Albion is a town in Jackson County, Wisconsin, United States. The population was 1,197 at the 2020 census. The unincorporated community of Disco is located in the town.

==History==
Albion was the first township of the county, originally encompassing all of its territory. Most recently, Adams was organized out of a portion of Albion in 1938.

The ghost town of Charter Oak Mills was located in the town.

==Geography==
According to the United States Census Bureau, the town has a total area of 45.8 square miles (118.5 km^{2}), of which 45.6 square miles (118.0 km^{2}) is land and 0.2 square mile (0.5 km^{2}) (0.44%) is water.

==Demographics==
As of the census of 2000, there were 1,093 people, 413 households, and 311 families residing in the town. The population density was 24.0 people per square mile (9.3/km^{2}). There were 461 housing units at an average density of 10.1 per square mile (3.9/km^{2}). The racial makeup of the town was 95.61% White, 2.93% Native American, 0.18% Asian, 0.09% Pacific Islander, 0.18% from other races, and 1.01% from two or more races. Hispanic or Latino of any race were 0.55% of the population.

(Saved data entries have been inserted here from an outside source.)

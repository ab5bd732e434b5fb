//! Compose templates for each catalog entry.

use super::catalog::RenderContext;
use super::compose::{ComposeFile, ComposeService, DependsCondition, HealthCheck};
use crate::error::Result;

pub const PIHOLE_PASSWORD: &str = "PIHOLE_PASSWORD";
pub const VAULTWARDEN_ADMIN_TOKEN: &str = "VAULTWARDEN_ADMIN_TOKEN";
pub const PASSBOLT_DB_PASSWORD: &str = "PASSBOLT_DB_PASSWORD";
pub const GRAFANA_ADMIN_PASSWORD: &str = "GRAFANA_ADMIN_PASSWORD";
pub const WIKIJS_DB_PASSWORD: &str = "WIKIJS_DB_PASSWORD";

pub fn portainer(ctx: &RenderContext) -> ComposeFile {
    ComposeFile::default()
        .service(
            "portainer",
            ComposeService::new("portainer/portainer-ce:latest", "portainer")
                .env("TZ", &ctx.host.timezone)
                .port("8000:8000")
                .port("9443:9443")
                .mount("/var/run/docker.sock:/var/run/docker.sock")
                .mount("portainer_data:/data"),
        )
        .volume("portainer_data")
}

pub fn pihole(name: &str, ctx: &RenderContext) -> Result<ComposeFile> {
    let password = ctx.secrets.require(name, PIHOLE_PASSWORD)?;

    Ok(ComposeFile::default()
        .service(
            "pihole",
            ComposeService::new("pihole/pihole:latest", "pihole")
                .env("TZ", &ctx.host.timezone)
                .env("FTLCONF_webserver_api_password", password)
                .env("FTLCONF_dns_listeningMode", "all")
                .port("53:53/tcp")
                .port("53:53/udp")
                .port("8080:80/tcp")
                .mount("pihole_etc:/etc/pihole")
                .mount("pihole_dnsmasq:/etc/dnsmasq.d")
                .cap("NET_ADMIN")
                .cap("SYS_NICE"),
        )
        .volume("pihole_etc")
        .volume("pihole_dnsmasq"))
}

pub fn adguard(ctx: &RenderContext) -> ComposeFile {
    ComposeFile::default()
        .service(
            "adguard",
            ComposeService::new("adguard/adguardhome:latest", "adguard")
                .env("TZ", &ctx.host.timezone)
                .port("53:53/tcp")
                .port("53:53/udp")
                .port("3000:3000/tcp")
                .port("8081:80/tcp")
                .mount("adguard_work:/opt/adguardhome/work")
                .mount("adguard_conf:/opt/adguardhome/conf"),
        )
        .volume("adguard_work")
        .volume("adguard_conf")
}

pub fn vaultwarden(name: &str, ctx: &RenderContext) -> Result<ComposeFile> {
    let token = ctx.secrets.require(name, VAULTWARDEN_ADMIN_TOKEN)?;
    let cert_mount = format!("{}:/ssl:ro", ctx.cert_dir.display());

    Ok(ComposeFile::default()
        .service(
            "vaultwarden",
            ComposeService::new("vaultwarden/server:latest", "vaultwarden")
                .env("TZ", &ctx.host.timezone)
                .env("DOMAIN", format!("https://{}:8443", ctx.host.ip))
                .env("ADMIN_TOKEN", token)
                .env("SIGNUPS_ALLOWED", "true")
                .env("ROCKET_PORT", "443")
                .env(
                    "ROCKET_TLS",
                    r#"{certs="/ssl/cert.pem",key="/ssl/key.pem"}"#,
                )
                .port("8443:443")
                .mount("vaultwarden_data:/data")
                .mount(cert_mount),
        )
        .volume("vaultwarden_data"))
}

pub fn passbolt(name: &str, ctx: &RenderContext) -> Result<ComposeFile> {
    let db_password = ctx.secrets.require(name, PASSBOLT_DB_PASSWORD)?;

    let db = ComposeService::new("mariadb:10.11", "passbolt-db")
        .env("TZ", &ctx.host.timezone)
        .env("MYSQL_RANDOM_ROOT_PASSWORD", "true")
        .env("MYSQL_DATABASE", "passbolt")
        .env("MYSQL_USER", "passbolt")
        .env("MYSQL_PASSWORD", db_password)
        .mount("passbolt_db:/var/lib/mysql")
        .on_network("passbolt_net")
        .healthcheck(HealthCheck::shell(
            "healthcheck.sh --connect --innodb_initialized",
            "10s",
            "5s",
            5,
        ));

    let app = ComposeService::new("passbolt/passbolt:latest-ce", "passbolt")
        .env("TZ", &ctx.host.timezone)
        .env("APP_FULL_BASE_URL", format!("https://{}:4433", ctx.host.ip))
        .env("DATASOURCES_DEFAULT_HOST", "passbolt-db")
        .env("DATASOURCES_DEFAULT_USERNAME", "passbolt")
        .env("DATASOURCES_DEFAULT_PASSWORD", db_password)
        .env("DATASOURCES_DEFAULT_DATABASE", "passbolt")
        .command([
            "/usr/bin/wait-for.sh",
            "-t",
            "0",
            "passbolt-db:3306",
            "--",
            "/docker-entrypoint.sh",
        ])
        .port("8082:80")
        .port("4433:443")
        .mount("passbolt_gpg:/etc/passbolt/gpg")
        .mount("passbolt_jwt:/etc/passbolt/jwt")
        .on_network("passbolt_net")
        .depends_on("db", DependsCondition::ServiceHealthy);

    Ok(ComposeFile::default()
        .service("db", db)
        .service("passbolt", app)
        .volume("passbolt_db")
        .volume("passbolt_gpg")
        .volume("passbolt_jwt")
        .network("passbolt_net"))
}

pub fn uptime_kuma(ctx: &RenderContext) -> ComposeFile {
    ComposeFile::default()
        .service(
            "uptime-kuma",
            ComposeService::new("louislam/uptime-kuma:1", "uptime-kuma")
                .env("TZ", &ctx.host.timezone)
                .port("3001:3001")
                .mount("uptime_kuma_data:/app/data"),
        )
        .volume("uptime_kuma_data")
}

pub fn monitoring(name: &str, ctx: &RenderContext) -> Result<ComposeFile> {
    let admin_password = ctx.secrets.require(name, GRAFANA_ADMIN_PASSWORD)?;

    let prometheus = ComposeService::new("prom/prometheus:latest", "monitoring-prometheus")
        .env("TZ", &ctx.host.timezone)
        .port("9090:9090")
        .mount("prometheus_data:/prometheus")
        .on_network("monitoring_net");

    let node_exporter =
        ComposeService::new("prom/node-exporter:latest", "monitoring-node-exporter")
            .command(["--path.rootfs=/host"])
            .port("9100:9100")
            .mount("/:/host:ro,rslave")
            .on_network("monitoring_net");

    let grafana = ComposeService::new("grafana/grafana-oss:latest", "monitoring-grafana")
        .env("TZ", &ctx.host.timezone)
        .env("GF_SECURITY_ADMIN_USER", "admin")
        .env("GF_SECURITY_ADMIN_PASSWORD", admin_password)
        .port("3002:3000")
        .mount("grafana_data:/var/lib/grafana")
        .on_network("monitoring_net")
        .healthcheck(HealthCheck::shell(
            "wget -q --spider http://localhost:3000/api/health || exit 1",
            "30s",
            "10s",
            3,
        ))
        .depends_on("prometheus", DependsCondition::ServiceStarted);

    Ok(ComposeFile::default()
        .service("prometheus", prometheus)
        .service("node-exporter", node_exporter)
        .service("grafana", grafana)
        .volume("prometheus_data")
        .volume("grafana_data")
        .network("monitoring_net"))
}

pub fn wikijs(name: &str, ctx: &RenderContext) -> Result<ComposeFile> {
    let db_password = ctx.secrets.require(name, WIKIJS_DB_PASSWORD)?;

    let db = ComposeService::new("postgres:15-alpine", "wikijs-db")
        .env("TZ", &ctx.host.timezone)
        .env("POSTGRES_DB", "wiki")
        .env("POSTGRES_USER", "wikijs")
        .env("POSTGRES_PASSWORD", db_password)
        .mount("wikijs_db:/var/lib/postgresql/data")
        .on_network("wikijs_net")
        .healthcheck(HealthCheck::shell(
            "pg_isready -U wikijs -d wiki",
            "10s",
            "5s",
            5,
        ));

    let wiki = ComposeService::new("ghcr.io/requarks/wiki:2", "wikijs")
        .env("TZ", &ctx.host.timezone)
        .env("DB_TYPE", "postgres")
        .env("DB_HOST", "wikijs-db")
        .env("DB_PORT", "5432")
        .env("DB_USER", "wikijs")
        .env("DB_PASS", db_password)
        .env("DB_NAME", "wiki")
        .port("8083:3000")
        .on_network("wikijs_net")
        .depends_on("db", DependsCondition::ServiceHealthy);

    Ok(ComposeFile::default()
        .service("db", db)
        .service("wiki", wiki)
        .volume("wikijs_db")
        .network("wikijs_net"))
}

There were 413 households, out of which 36.6% had children under the age of 18 living with them, 66.1% were married couples living together, 6.8% had a female householder with no husband present, and 24.5% were non-families. 20.8% of all households were made up of individuals, and 8.2% had someone living alone who was 65 years of age or older. The average household size was 2.65 and the average family size was 3.04.

In the town, the population was spread out, with 28.1% under the age of 18, 5.9% from 18 to 24, 30.3% from 25 to 44, 24.8% from 45 to 64, and 11.0% who were 65 years of age or older. The median age was 38 years. For every 100 females, there were 100.6 males. For every 100 females age 18 and over, there were 105.8 males.

The median income for a household in the town was $45,284, and the median income for a family was $50,357. Males had a median income of $34,779 versus $20,972 for females. The per capita income for the town was $18,570. About 4.7% of families and 8.8% of the population were below the poverty line, including 13.8% of those under age 18 and 11.0% of those age 65 or over.